FORCE_INLINE __m128i _mm_cvtps_epi32(__m128 a)
{
#if defined(__aarch64__)
    switch (_MM_GET_ROUNDING_MODE()) {
    case _MM_ROUND_NEAREST:

I believe this would be better if conditional on __ARM_FEATURE_DIRECTED_ROUNDING instead of __aarch64__, since it is available in 32-bit execution mode on ARMv8. There are probably other examples of things like this. The directed rounding intrinsics are not available for 32-bit ARM targets on any version of GCC as far as I can tell, but are available in clang back to version 8 at least (tested on Godbolt Compiler Explorer), and on GCC for aarch64 targets (and __ARM_FEATURE_DIRECTED_ROUNDING is properly set to indicate support).

Jim Huang · Answer 1 · Sun Mar 13 2022 04:37:44 GMT+0800 (China Standard Time)

Thank @jonathanhue for pointing this out. Can you send some pull requests which enable 32-bit support for ARMv8-A based cores? It is definitely involved in diverse tests to confirm.
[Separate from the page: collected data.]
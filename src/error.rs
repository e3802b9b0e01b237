//! Error types for the ingestion and retrieval pipeline.

use std::path::PathBuf;

use serde::Serialize;
use thiserror::Error;

/// Coarse classification shared by every error in the crate.
#[derive(Debug, Clone, Copy, PartialEq, Eq, Serialize)]
#[serde(rename_all = "snake_case")]
pub enum ErrorKind {
    /// Missing or invalid provider/store configuration.
    Configuration,
    /// Malformed caller input.
    Validation,
    /// Network failure or non-2xx status from the store or a provider.
    Transport,
    /// A well-formed response that is missing expected fields.
    Protocol,
    /// Credential would travel over an unencrypted channel to a remote host.
    SecurityPolicy,
}

impl std::fmt::Display for ErrorKind {
    fn fmt(&self, f: &mut std::fmt::Formatter<'_>) -> std::fmt::Result {
        match self {
            ErrorKind::Configuration => write!(f, "configuration"),
            ErrorKind::Validation => write!(f, "validation"),
            ErrorKind::Transport => write!(f, "transport"),
            ErrorKind::Protocol => write!(f, "protocol"),
            ErrorKind::SecurityPolicy => write!(f, "security_policy"),
        }
    }
}

fn status_suffix(status: &Option<u16>) -> String {
    status.map(|s| format!(" with status {s}")).unwrap_or_default()
}

/// Errors related to chunker configuration.
#[derive(Debug, Error, PartialEq, Eq)]
pub enum ChunkError {
    #[error("chunk size must be greater than zero")]
    InvalidChunkSize,

    #[error("chunk overlap ({overlap}) must be smaller than chunk size ({chunk_size})")]
    OverlapTooLarge { overlap: usize, chunk_size: usize },
}

impl ChunkError {
    pub fn kind(&self) -> ErrorKind {
        ErrorKind::Configuration
    }
}

/// Errors related to embedding operations.
#[derive(Debug, Error)]
pub enum EmbeddingError {
    #[error("embedding provider configuration error: {0}")]
    Config(String),

    #[error("unknown embedding provider: {0}")]
    UnknownProvider(String),

    #[error("embedding request failed{}: {message}", status_suffix(.status))]
    Transport {
        status: Option<u16>,
        message: String,
    },

    #[error("embedding timeout")]
    Timeout,

    #[error("invalid embedding response: {0}")]
    InvalidResponse(String),

    #[error("failed to load embedding model: {0}")]
    Model(String),

    #[error("embedding inference failed: {0}")]
    Inference(String),
}

impl EmbeddingError {
    pub fn kind(&self) -> ErrorKind {
        match self {
            EmbeddingError::Config(_) | EmbeddingError::Model(_) => ErrorKind::Configuration,
            EmbeddingError::UnknownProvider(_) => ErrorKind::Validation,
            EmbeddingError::Transport { .. } | EmbeddingError::Timeout => ErrorKind::Transport,
            EmbeddingError::InvalidResponse(_) | EmbeddingError::Inference(_) => {
                ErrorKind::Protocol
            }
        }
    }
}

impl From<reqwest::Error> for EmbeddingError {
    fn from(e: reqwest::Error) -> Self {
        if e.is_timeout() {
            EmbeddingError::Timeout
        } else {
            EmbeddingError::Transport {
                status: e.status().map(|s| s.as_u16()),
                message: e.to_string(),
            }
        }
    }
}

/// Errors related to vector store operations.
#[derive(Debug, Error)]
pub enum VectorStoreError {
    #[error("vector store configuration error: {0}")]
    Config(String),

    #[error(
        "refusing to send the Qdrant API key over plaintext HTTP to non-local host '{host}'; use https"
    )]
    InsecureTransport { host: String },

    #[error("Qdrant request failed{}: {message}", status_suffix(.status))]
    Request {
        status: Option<u16>,
        message: String,
    },

    #[error("invalid Qdrant response: {0}")]
    InvalidResponse(String),
}

impl VectorStoreError {
    pub fn kind(&self) -> ErrorKind {
        match self {
            VectorStoreError::Config(_) => ErrorKind::Configuration,
            VectorStoreError::InsecureTransport { .. } => ErrorKind::SecurityPolicy,
            VectorStoreError::Request { .. } => ErrorKind::Transport,
            VectorStoreError::InvalidResponse(_) => ErrorKind::Protocol,
        }
    }

    /// HTTP status returned by the store, if the request got that far.
    pub fn status(&self) -> Option<u16> {
        match self {
            VectorStoreError::Request { status, .. } => *status,
            _ => None,
        }
    }
}

impl From<reqwest::Error> for VectorStoreError {
    fn from(e: reqwest::Error) -> Self {
        VectorStoreError::Request {
            status: e.status().map(|s| s.as_u16()),
            message: e.to_string(),
        }
    }
}

/// Errors related to configuration files.
#[derive(Debug, Error)]
pub enum ConfigError {
    #[error("IO error: {0}")]
    IoError(#[from] std::io::Error),

    #[error("TOML parse error: {0}")]
    TomlParseError(#[from] toml::de::Error),

    #[error("TOML serialize error: {0}")]
    TomlSerializeError(#[from] toml::ser::Error),

    #[error("path error: {0}")]
    PathError(String),
}

/// Errors surfaced by the ingest/retrieve pipeline.
#[derive(Debug, Error)]
pub enum PipelineError {
    #[error("invalid input: {0}")]
    Validation(String),

    #[error("path escapes the upload directory: {}", .0.display())]
    PathTraversal(PathBuf),

    #[error("failed to read {}: {source}", .path.display())]
    FileRead {
        path: PathBuf,
        #[source]
        source: std::io::Error,
    },

    #[error("chunking error: {0}")]
    Chunk(#[from] ChunkError),

    #[error("embedding error: {0}")]
    Embedding(#[from] EmbeddingError),

    #[error("vector store error: {0}")]
    VectorStore(#[from] VectorStoreError),
}

impl PipelineError {
    pub fn kind(&self) -> ErrorKind {
        match self {
            PipelineError::Validation(_)
            | PipelineError::PathTraversal(_)
            | PipelineError::FileRead { .. } => ErrorKind::Validation,
            PipelineError::Chunk(e) => e.kind(),
            PipelineError::Embedding(e) => e.kind(),
            PipelineError::VectorStore(e) => e.kind(),
        }
    }
}

#[cfg(test)]
mod tests {
    use super::*;

    #[test]
    fn test_transport_message_includes_status() {
        let err = VectorStoreError::Request {
            status: Some(404),
            message: "Not found".to_string(),
        };
        assert_eq!(
            err.to_string(),
            "Qdrant request failed with status 404: Not found"
        );
        assert_eq!(err.status(), Some(404));
        assert_eq!(err.kind(), ErrorKind::Transport);
    }

    #[test]
    fn test_pipeline_kind_delegates() {
        let err = PipelineError::from(VectorStoreError::InsecureTransport {
            host: "qdrant.example.com".to_string(),
        });
        assert_eq!(err.kind(), ErrorKind::SecurityPolicy);

        let err = PipelineError::from(EmbeddingError::UnknownProvider("bogus".to_string()));
        assert_eq!(err.kind(), ErrorKind::Validation);

        let err = PipelineError::from(EmbeddingError::InvalidResponse("no field".to_string()));
        assert_eq!(err.kind(), ErrorKind::Protocol);

        let err = PipelineError::PathTraversal(PathBuf::from("/etc/passwd"));
        assert_eq!(err.kind(), ErrorKind::Validation);
    }

    #[test]
    fn test_error_kind_display() {
        assert_eq!(ErrorKind::SecurityPolicy.to_string(), "security_policy");
        assert_eq!(ErrorKind::Protocol.to_string(), "protocol");
    }
}
mod collections;
mod config;
mod ingest;
mod provider;
mod search;
mod serve;

pub use collections::DeleteArgs;
pub use config::ConfigCommand;
pub use ingest::IngestArgs;
pub use provider::ProviderArgs;
pub use search::SearchArgs;

pub use collections::{handle_collections, handle_delete};
pub use config::handle_config;
pub use ingest::handle_ingest;
pub use search::handle_search;
pub use serve::handle_serve;
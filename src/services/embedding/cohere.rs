//! Cohere embed API provider.

use reqwest::Client;
use serde::Serialize;

use crate::error::EmbeddingError;
use crate::models::EmbeddingProviderConfig;

use super::{
    InputType, build_client, embed_windowed, normalize_endpoint, parse_vector, read_json,
    require_api_key, resolve_dimension,
};

pub const DEFAULT_COHERE_URL: &str = "https://api.cohere.com/v1";
pub const DEFAULT_COHERE_MODEL: &str = "embed-english-v3.0";

#[derive(Debug, Serialize)]
struct EmbedRequest<'a> {
    model: &'a str,
    texts: [&'a str; 1],
    input_type: &'static str,
}

fn cohere_input_type(input_type: InputType) -> &'static str {
    match input_type {
        InputType::Document => "search_document",
        InputType::Query => "search_query",
    }
}

#[derive(Clone)]
pub struct CohereProvider {
    client: Client,
    base_url: String,
    api_key: Option<String>,
    model: String,
    dimension: usize,
    concurrency: usize,
}

impl CohereProvider {
    pub fn new(config: &EmbeddingProviderConfig) -> Result<Self, EmbeddingError> {
        let api_key = require_api_key(config, "cohere")?;
        let base_url = normalize_endpoint(config.endpoint.as_deref().unwrap_or(DEFAULT_COHERE_URL))?;
        let model = config
            .model
            .clone()
            .unwrap_or_else(|| DEFAULT_COHERE_MODEL.to_string());
        let dimension = resolve_dimension(config, &model)?;

        Ok(Self {
            client: build_client(config.timeout_secs)?,
            base_url,
            api_key,
            model,
            dimension,
            concurrency: config.concurrency.max(1),
        })
    }

    pub fn model(&self) -> &str {
        &self.model
    }

    pub fn dimension(&self) -> usize {
        self.dimension
    }

    pub(super) async fn embed(
        &self,
        texts: &[String],
        input_type: InputType,
    ) -> Result<Vec<Vec<f32>>, EmbeddingError> {
        embed_windowed(texts, self.concurrency, |text| self.embed_one(text, input_type)).await
    }

    async fn embed_one(&self, text: &str, input_type: InputType) -> Result<Vec<f32>, EmbeddingError> {
        let url = format!("{}/embed", self.base_url);
        let mut request = self.client.post(&url).json(&EmbedRequest {
            model: &self.model,
            texts: [text],
            input_type: cohere_input_type(input_type),
        });
        if let Some(key) = &self.api_key {
            request = request.bearer_auth(key);
        }

        let body = read_json(request.send().await?).await?;
        let first = body.get("embeddings").and_then(|e| e.get(0));
        parse_vector(first, "embeddings[0]", self.dimension)
    }
}

impl std::fmt::Debug for CohereProvider {
    fn fmt(&self, f: &mut std::fmt::Formatter<'_>) -> std::fmt::Result {
        f.debug_struct("CohereProvider")
            .field("base_url", &self.base_url)
            .field("api_key", &self.api_key.as_ref().map(|_| "<redacted>"))
            .field("model", &self.model)
            .field("dimension", &self.dimension)
            .finish()
    }
}
use std::sync::Arc;

use anyhow::{Context, Result};
use clap::Args;

use crate::cli::OutputFormat;
use crate::models::Config;
use crate::services::Pipeline;

#[derive(Debug, Args)]
pub struct DeleteArgs {
    #[arg(required = true, help = "Collection to delete")]
    pub collection: String,
}

pub async fn handle_collections(config: Arc<Config>, format: OutputFormat) -> Result<()> {
    let pipeline = Pipeline::new(config)?;
    let collections = pipeline
        .list_collections()
        .await
        .context("failed to list collections")?;

    match format {
        OutputFormat::Json => println!("{}", serde_json::to_string_pretty(&collections)?),
        OutputFormat::Text if collections.is_empty() => println!("No collections."),
        OutputFormat::Text => {
            for name in collections {
                println!("{name}");
            }
        }
    }
    Ok(())
}

pub async fn handle_delete(args: DeleteArgs, config: Arc<Config>, format: OutputFormat) -> Result<()> {
    let pipeline = Pipeline::new(config)?;
    pipeline
        .delete_collection(&args.collection)
        .await
        .with_context(|| format!("failed to delete collection '{}'", args.collection))?;

    match format {
        OutputFormat::Json => println!(
            "{}",
            serde_json::json!({ "deleted": args.collection })
        ),
        OutputFormat::Text => println!("Deleted collection '{}'", args.collection),
    }
    Ok(())
}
I am thinking of the feasibility to extend the existing GitHub Actions for such scenario.

jonathanhue · Answer 2 · Sun Mar 13 2022 06:02:16 GMT+0800 (China Standard Time)

Sure, expect something in the next day or two.

jonathanhue · Answer 3 · Tue Mar 15 2022 01:19:32 GMT+0800 (China Standard Time)

To identify the new intrinsics available on ARMv8 while in 32-bit execution mode, I went to this page: https://arm-software.github.io/acle/neon_intrinsics/advsimd.html and then did a grep for anything that was listed as "A32/A64" (i.e. not available for v7). That gave me 582 intrinsics, of which 578 were unique.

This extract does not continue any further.